セラニーズは「サントプレーン」のブランドで知られるエクソンモービルの動的架橋型オレフィン系熱可塑性エラストマー(TPV)事業を買収する。買収額は11億5000万ドル(約1275億円)。セラニーズにとって、エンジニアリングプラスチックを中心とするエンジニアード・マテリアルズ(EM)事業を新たな成長のステージに導く重要な案件である。

 ロリ・ライヤーカークCEO(最高経営責任者)は6月30日(米国時間)のオンライン会見で、自動車に関連するサントプレーンのポートフォリオはEM事業の幅が広がることに加え、医療や消費財などの分野で新たな用途が拓けると期待感を示した。

 セラニーズは2016年の伊SO.F.TER.(ソフター)グループの買収によってTPV市場に参入したが、エクソンモービルをはじめとする大手に比べて事業は小規模だった。今回の買収によって市場における圧倒的なポジションを確立する。同時にTPVの製品ラインを強固なものとし、既存製品との相乗効果によって成長の可能性を、さらに高められる。

 現有の生産拠点を生かして供給体制を強化する道も開ける。エクソンモービルの生産拠点は米フロリダ州ペンサコーラと英ウェールズ・ニューポートの2カ所で、年産能力は19万トンを上回る。EM事業を担当するトーマス・F・ケリー シニアバイスプレジデントはオンライン会見で、米国と英国のプラントに増産の余地があり、これによって引き続き事業を拡大できることに加え、必要に応じてセラニーズのイタリア、メキシコ、ブラジル、中国のコンパウンド拠点を活用してサントプレーンを供給できるとの考えを明らかにしている。
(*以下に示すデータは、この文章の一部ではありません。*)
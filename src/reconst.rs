//! Reconstruction planner: reconciles a caller's survivor/needed index
//! sets into a donor set and a reduced generator, then drives the encoder
//! core once for lost data vectors and once for lost parity vectors.
//!
//! Grounded on `rs.go`'s `Reconst`/`checkReconst`/`reconstData`/
//! `reconstParity`/`getReconstMatrix`/`getReconstMatrixFromCache`.

use std::collections::{HashMap, HashSet};
use std::sync::atomic::{AtomicUsize, Ordering};
use std::sync::RwLock;

use crate::encoder::encode_core;
use crate::errors::RSError;
use crate::matrix::Matrix;
use crate::simd::Kernels;

/// Soft-capped, insert-only cache of inverted donor sub-matrices, keyed by
/// the 64-bit survivor bitmap. Only participates when `k + m <= 64`.
#[derive(Debug)]
pub struct InverseCache {
    map: RwLock<HashMap<u64, Matrix>>,
    inserted: AtomicUsize,
    cap: usize,
}

impl InverseCache {
    const SOFT_CAP_BYTES: usize = 16 * 1024 * 1024;

    pub fn new(k: usize) -> Self {
        let cap = if k == 0 { 0 } else { Self::SOFT_CAP_BYTES / (k * k) };
        InverseCache { map: RwLock::new(HashMap::new()), inserted: AtomicUsize::new(0), cap }
    }

    fn get(&self, key: u64) -> Option<Matrix> {
        self.map.read().unwrap().get(&key).cloned()
    }

    /// Atomically claims an insertion slot, then inserts if under the cap.
    /// A race between two misses for the same key produces two inversions
    /// and a redundant insert; both are harmless since the value is a pure
    /// function of the key.
    fn insert(&self, key: u64, value: Matrix) {
        let count = self.inserted.fetch_add(1, Ordering::Relaxed) + 1;
        if count > self.cap {
            return;
        }
        self.map.write().unwrap().entry(key).or_insert(value);
    }
}

fn bitmap_key(indices: &[usize]) -> u64 {
    indices.iter().fold(0u64, |acc, &i| acc | (1u64 << i))
}

fn dedup_sorted(indices: &[usize]) -> Vec<usize> {
    let mut v = indices.to_vec();
    v.sort_unstable();
    v.dedup();
    v
}

/// `cache` must already be `None` unless the instance's `k + m <= 64`; the
/// constructor is responsible for that decision, not this function.
fn get_or_invert(cache: Option<&InverseCache>, _k: usize, donors: &[usize], r: &Matrix) -> Result<Matrix, RSError> {
    match cache {
        Some(cache) => {
            let key = bitmap_key(donors);
            if let Some(cached) = cache.get(key) {
                return Ok(cached);
            }
            let inv = r.invert()?;
            cache.insert(key, inv.clone());
            Ok(inv)
        }
        None => r.invert(),
    }
}

/// Safety: `input_idx` and `output_idx` together must be pairwise disjoint
/// indices into `vects`, each within bounds.
unsafe fn split_disjoint<'a>(vects: &mut [&'a mut [u8]], input_idx: &[usize], output_idx: &[usize]) -> (Vec<&'a [u8]>, Vec<&'a mut [u8]>) {
    let base = vects.as_mut_ptr();
    let inputs = input_idx
        .iter()
        .map(|&i| {
            let slot: &mut &mut [u8] = unsafe { &mut *base.add(i) };
            unsafe { std::slice::from_raw_parts(slot.as_ptr(), slot.len()) }
        })
        .collect();
    let outputs = output_idx
        .iter()
        .map(|&i| {
            let slot: &mut &mut [u8] = unsafe { &mut *base.add(i) };
            unsafe { std::slice::from_raw_parts_mut(slot.as_mut_ptr(), slot.len()) }
        })
        .collect();
    (inputs, outputs)
}

/// Reconstructs `vects[needed]` from `vects[survived]` (or, if `survived`
/// is empty, from every slot not in `needed`), using `encode_matrix` (the
/// full `(k+m) x k` systematic encode matrix) for both the data and parity
/// recovery stages.
pub fn reconst(encode_matrix: &Matrix, kernels: &Kernels, cache: Option<&InverseCache>, vects: &mut [&mut [u8]], survived: &[usize], needed: &[usize]) -> Result<(), RSError> {
    let k = encode_matrix.cols;
    let total = encode_matrix.rows;
    let m = total - k;

    if vects.len() != total {
        return Err(RSError::MismatchVects);
    }
    let l = vects[0].len();
    if l == 0 {
        return Err(RSError::ZeroVectSize);
    }
    if vects.iter().any(|v| v.len() != l) {
        return Err(RSError::MismatchVectSize);
    }

    let survived = dedup_sorted(survived);
    let needed = dedup_sorted(needed);

    for &i in survived.iter().chain(needed.iter()) {
        if i >= total {
            return Err(RSError::IllegalVectIndex);
        }
    }

    if needed.is_empty() {
        return Err(RSError::NoNeedReconst);
    }

    let needed_set: HashSet<usize> = needed.iter().copied().collect();
    let mut survivors: Vec<usize> = if survived.is_empty() {
        (0..total).filter(|i| !needed_set.contains(i)).collect()
    } else {
        survived.iter().copied().filter(|i| !needed_set.contains(i)).collect()
    };
    survivors.sort_unstable();
    survivors.dedup();

    let mut needed_vec = needed;
    let has_parity_needed = needed_vec.iter().any(|&i| i >= k);
    if has_parity_needed {
        for i in 0..k {
            if survivors.binary_search(&i).is_err() && !needed_vec.contains(&i) {
                needed_vec.push(i);
            }
        }
        needed_vec.sort_unstable();
    }

    if survivors.len() < k || needed_vec.len() > m {
        return Err(RSError::TooManyLost);
    }

    let n_data: Vec<usize> = needed_vec.iter().copied().filter(|&i| i < k).collect();
    let n_parity: Vec<usize> = needed_vec.iter().copied().filter(|&i| i >= k).collect();
    let donors: Vec<usize> = survivors[..k].to_vec();

    if !n_data.is_empty() {
        let r = encode_matrix.select_rows(&donors);
        let r_inv = get_or_invert(cache, k, &donors, &r)?;
        let reduced = r_inv.select_rows(&n_data);

        let (inputs, mut outputs) = unsafe { split_disjoint(vects, &donors, &n_data) };
        encode_core(kernels, &reduced, &inputs, &mut outputs, false);
    }

    if !n_parity.is_empty() {
        let generator = encode_matrix.select_rows(&n_parity);
        let data_idx: Vec<usize> = (0..k).collect();
        let (inputs, mut outputs) = unsafe { split_disjoint(vects, &data_idx, &n_parity) };
        encode_core(kernels, &generator, &inputs, &mut outputs, false);
    }

    Ok(())
}

#[cfg(test)]
mod tests {
    use super::*;
    use crate::simd::SimdTier;

    fn encode_all(encode_matrix: &Matrix, kernels: &Kernels, vects: &mut [&mut [u8]]) {
        let k = encode_matrix.cols;
        let total = encode_matrix.rows;
        let m = total - k;
        let generator = encode_matrix.select_rows(&(k..total).collect::<Vec<_>>());

        let base = vects.as_mut_ptr();
        let inputs: Vec<&[u8]> = (0..k).map(|i| unsafe { let s: &mut &mut [u8] = &mut *base.add(i); std::slice::from_raw_parts(s.as_ptr(), s.len()) }).collect();
        let mut outputs: Vec<&mut [u8]> = (k..total).map(|i| unsafe { let s: &mut &mut [u8] = &mut *base.add(i); std::slice::from_raw_parts_mut(s.as_mut_ptr(), s.len()) }).collect();
        encode_core(kernels, &generator, &inputs, &mut outputs, false);
        let _ = m;
    }

    #[test]
    fn reconst_recovers_data_and_parity_matching_fresh_encode() {
        let k = 5;
        let m = 5;
        let encode_matrix = Matrix::encode_cauchy(k, m);
        let kernels = Kernels::select(SimdTier::Scalar);

        let original: Vec<Vec<u8>> = vec![vec![0, 1], vec![4, 5], vec![2, 3], vec![6, 7], vec![8, 9]];
        let mut buffers: Vec<Vec<u8>> = original.clone();
        buffers.extend(vec![vec![0u8; 2]; m]);

        {
            let mut refs: Vec<&mut [u8]> = buffers.iter_mut().map(|v| v.as_mut_slice()).collect();
            encode_all(&encode_matrix, &kernels, &mut refs);
        }
        let full_encode_snapshot = buffers.clone();

        // lose indexes 0, 2, 4 (data) and 5, 6 (parity); survivors = 1,3,7,8,9
        for lost in [0usize, 2, 4, 5, 6] {
            buffers[lost] = vec![0u8; 2];
        }

        {
            let mut refs: Vec<&mut [u8]> = buffers.iter_mut().map(|v| v.as_mut_slice()).collect();
            let survived = [9usize, 8, 7, 1, 3];
            let needed = [5usize, 6, 4, 2, 0];
            reconst(&encode_matrix, &kernels, None, &mut refs, &survived, &needed).unwrap();
        }

        assert_eq!(buffers, full_encode_snapshot);
    }

    #[test]
    fn empty_needed_reports_no_need_reconst() {
        let encode_matrix = Matrix::encode_cauchy(3, 2);
        let kernels = Kernels::select(SimdTier::Scalar);
        let mut data = vec![vec![1u8; 4]; 5];
        let mut refs: Vec<&mut [u8]> = data.iter_mut().map(|v| v.as_mut_slice()).collect();
        let err = reconst(&encode_matrix, &kernels, None, &mut refs, &[0, 1, 2], &[]).unwrap_err();
        assert_eq!(err, RSError::NoNeedReconst);
    }

    #[test]
    fn fewer_than_k_survivors_is_too_many_lost() {
        let encode_matrix = Matrix::encode_cauchy(4, 3);
        let kernels = Kernels::select(SimdTier::Scalar);
        let mut data = vec![vec![1u8; 4]; 7];
        let mut refs: Vec<&mut [u8]> = data.iter_mut().map(|v| v.as_mut_slice()).collect();
        // only 2 survivors for k=4
        let err = reconst(&encode_matrix, &kernels, None, &mut refs, &[5, 6], &[0, 1, 2, 3]).unwrap_err();
        assert_eq!(err, RSError::TooManyLost);
    }

    #[test]
    fn out_of_range_index_is_rejected() {
        let encode_matrix = Matrix::encode_cauchy(3, 2);
        let kernels = Kernels::select(SimdTier::Scalar);
        let mut data = vec![vec![1u8; 4]; 5];
        let mut refs: Vec<&mut [u8]> = data.iter_mut().map(|v| v.as_mut_slice()).collect();
        let err = reconst(&encode_matrix, &kernels, None, &mut refs, &[0, 1, 2], &[9]).unwrap_err();
        assert_eq!(err, RSError::IllegalVectIndex);
    }

    #[test]
    fn inverse_cache_returns_consistent_value_across_calls() {
        let k = 4;
        let m = 3;
        let encode_matrix = Matrix::encode_cauchy(k, m);
        let cache = InverseCache::new(k);
        let donors = [0usize, 1, 2, 3];
        let r = encode_matrix.select_rows(&donors);
        let first = get_or_invert(Some(&cache), k, &donors, &r).unwrap();
        let second = get_or_invert(Some(&cache), k, &donors, &r).unwrap();
        assert_eq!(first, second);
    }
}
 アジアはサントプレーンの40%を占める重要市場だ。供給体制の現地化を進めるうえで、中国の資産を十分に生かすことが欠かせない。ケリー氏はオンライン会見で、比較的小規模の投資で現地生産に乗り出すことができると言及しており、今後は南京における生産が焦点の一つになるだろう。その際は、競争力のある原料のエチレンプロピレンゴム(EPDM)やポリプロピレン(PP)を安定して入手することが必須だ。
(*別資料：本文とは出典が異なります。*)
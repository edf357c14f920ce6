//! Cache-blocked tiled encoder core. Shared by `Encode`, `Reconst`,
//! `Update` and `Replace` — each calls `encode_core` with a different
//! generator matrix, input set and `update_only` flag.
//!
//! Grounded on `rs.go`'s `encode`/`encodePart` tiling, adapted to the
//! `Kernels`-dispatched `(mul, mulxor)` pair frozen per instance.

use crate::matrix::Matrix;
use crate::simd::{scalar, Kernels};

/// No cache-size probing crate is available; 16 KiB is the documented
/// fallback tile size for an unknown L1 data cache.
const DEFAULT_TILE: usize = 16 * 1024;

fn tile_size(total_len: usize) -> usize {
    DEFAULT_TILE.min(total_len)
}

/// Runs `outputs[j][t] = XOR over i of (generator[j,i] . inputs[i][t])`
/// for every output row `j` and byte offset `t`, in `update_only` mode
/// XOR-accumulating into existing output content instead of overwriting
/// on `i = 0`.
///
/// `generator` must be `outputs.len() x inputs.len()`. All input/output
/// vectors must share the same length `L`.
pub fn encode_core(kernels: &Kernels, generator: &Matrix, inputs: &[&[u8]], outputs: &mut [&mut [u8]], update_only: bool) {
    let k = inputs.len();
    let m = outputs.len();
    debug_assert_eq!(generator.rows, m);
    debug_assert_eq!(generator.cols, k);
    if k == 0 || m == 0 {
        return;
    }
    let l = inputs[0].len();
    if l == 0 {
        return;
    }

    let width = kernels.width();
    let tile = tile_size(l);

    let mut start = 0usize;
    while start < l {
        let tile_len = tile.min(l - start);
        let simd_len = if width > 0 { (tile_len / width) * width } else { 0 };

        for i in 0..k {
            let d = &inputs[i][start..start + tile_len];
            for j in 0..m {
                let c = generator.get(j, i);
                let p = &mut outputs[j][start..start + tile_len];
                let overwrite = i == 0 && !update_only;

                if simd_len > 0 {
                    let (d_simd, d_tail) = d.split_at(simd_len);
                    let (p_simd, p_tail) = p.split_at_mut(simd_len);
                    if overwrite {
                        kernels.mul(c, d_simd, p_simd);
                        if !d_tail.is_empty() {
                            scalar::mul(c, d_tail, p_tail);
                        }
                    } else {
                        kernels.mulxor(c, d_simd, p_simd);
                        if !d_tail.is_empty() {
                            scalar::mulxor(c, d_tail, p_tail);
                        }
                    }
                } else if overwrite {
                    scalar::mul(c, d, p);
                } else {
                    scalar::mulxor(c, d, p);
                }
            }
        }

        start += tile_len;
    }
}

#[cfg(test)]
mod tests {
    use super::*;
    use crate::simd::SimdTier;

    #[test]
    fn single_tile_matches_naive_matrix_multiply() {
        let kernels = Kernels::select(SimdTier::Scalar);
        let k = 3;
        let m = 2;
        let l = 10;

        let mut generator = Matrix::zeros(m, k);
        let coeffs = [[1u8, 2, 3], [4, 5, 6]];
        for j in 0..m {
            for i in 0..k {
                generator.set(j, i, coeffs[j][i]);
            }
        }

        let data: Vec<Vec<u8>> = (0..k).map(|i| (0..l as u8).map(|t| t.wrapping_add(i as u8 * 17)).collect()).collect();
        let inputs: Vec<&[u8]> = data.iter().map(|v| v.as_slice()).collect();

        let mut parity = vec![vec![0u8; l]; m];
        {
            let mut outputs: Vec<&mut [u8]> = parity.iter_mut().map(|v| v.as_mut_slice()).collect();
            encode_core(&kernels, &generator, &inputs, &mut outputs, false);
        }

        for j in 0..m {
            for t in 0..l {
                let mut expected = 0u8;
                for i in 0..k {
                    expected ^= crate::gf::mul(coeffs[j][i], data[i][t]);
                }
                assert_eq!(parity[j][t], expected);
            }
        }
    }

    #[test]
    fn tile_boundary_does_not_corrupt_output() {
        let kernels = Kernels::select(SimdTier::Scalar);
        let k = 2;
        let m = 1;
        let l = DEFAULT_TILE * 2 + 37;

        let mut generator = Matrix::zeros(m, k);
        generator.set(0, 0, 3);
        generator.set(0, 1, 5);

        let data: Vec<Vec<u8>> = (0..k).map(|i| (0..l).map(|t| (t as u8).wrapping_add(i as u8)).collect()).collect();
        let inputs: Vec<&[u8]> = data.iter().map(|v| v.as_slice()).collect();

        let mut parity = vec![0u8; l];
        {
            let mut outputs: Vec<&mut [u8]> = vec![parity.as_mut_slice()];
            encode_core(&kernels, &generator, &inputs, &mut outputs, false);
        }

        for t in 0..l {
            let expected = crate::gf::mul(3, data[0][t]) ^ crate::gf::mul(5, data[1][t]);
            assert_eq!(parity[t], expected);
        }
    }

    #[test]
    fn update_only_mode_accumulates_without_overwrite() {
        let kernels = Kernels::select(SimdTier::Scalar);
        let mut generator = Matrix::zeros(1, 1);
        generator.set(0, 0, 7);

        let delta = vec![9u8, 1, 255];
        let inputs: Vec<&[u8]> = vec![&delta];

        let mut parity = vec![200u8, 201, 202];
        let prior = parity.clone();
        {
            let mut outputs: Vec<&mut [u8]> = vec![parity.as_mut_slice()];
            encode_core(&kernels, &generator, &inputs, &mut outputs, true);
        }

        for t in 0..3 {
            let expected = prior[t] ^ crate::gf::mul(7, delta[t]);
            assert_eq!(parity[t], expected);
        }
    }
}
 20年のEM事業の売上高は約20億ドル。サントプレーンの17~20年実績と21年見通しのを平均すると年間の売上高は5億ドルと推定される。19年5月に就任したライヤーカークCEOは本紙との会見で「今後5~10年でEM事業の規模を2倍にしたい」との目標を語っている。買収により、この目標実現に向かう歩みがより確かなものになろう。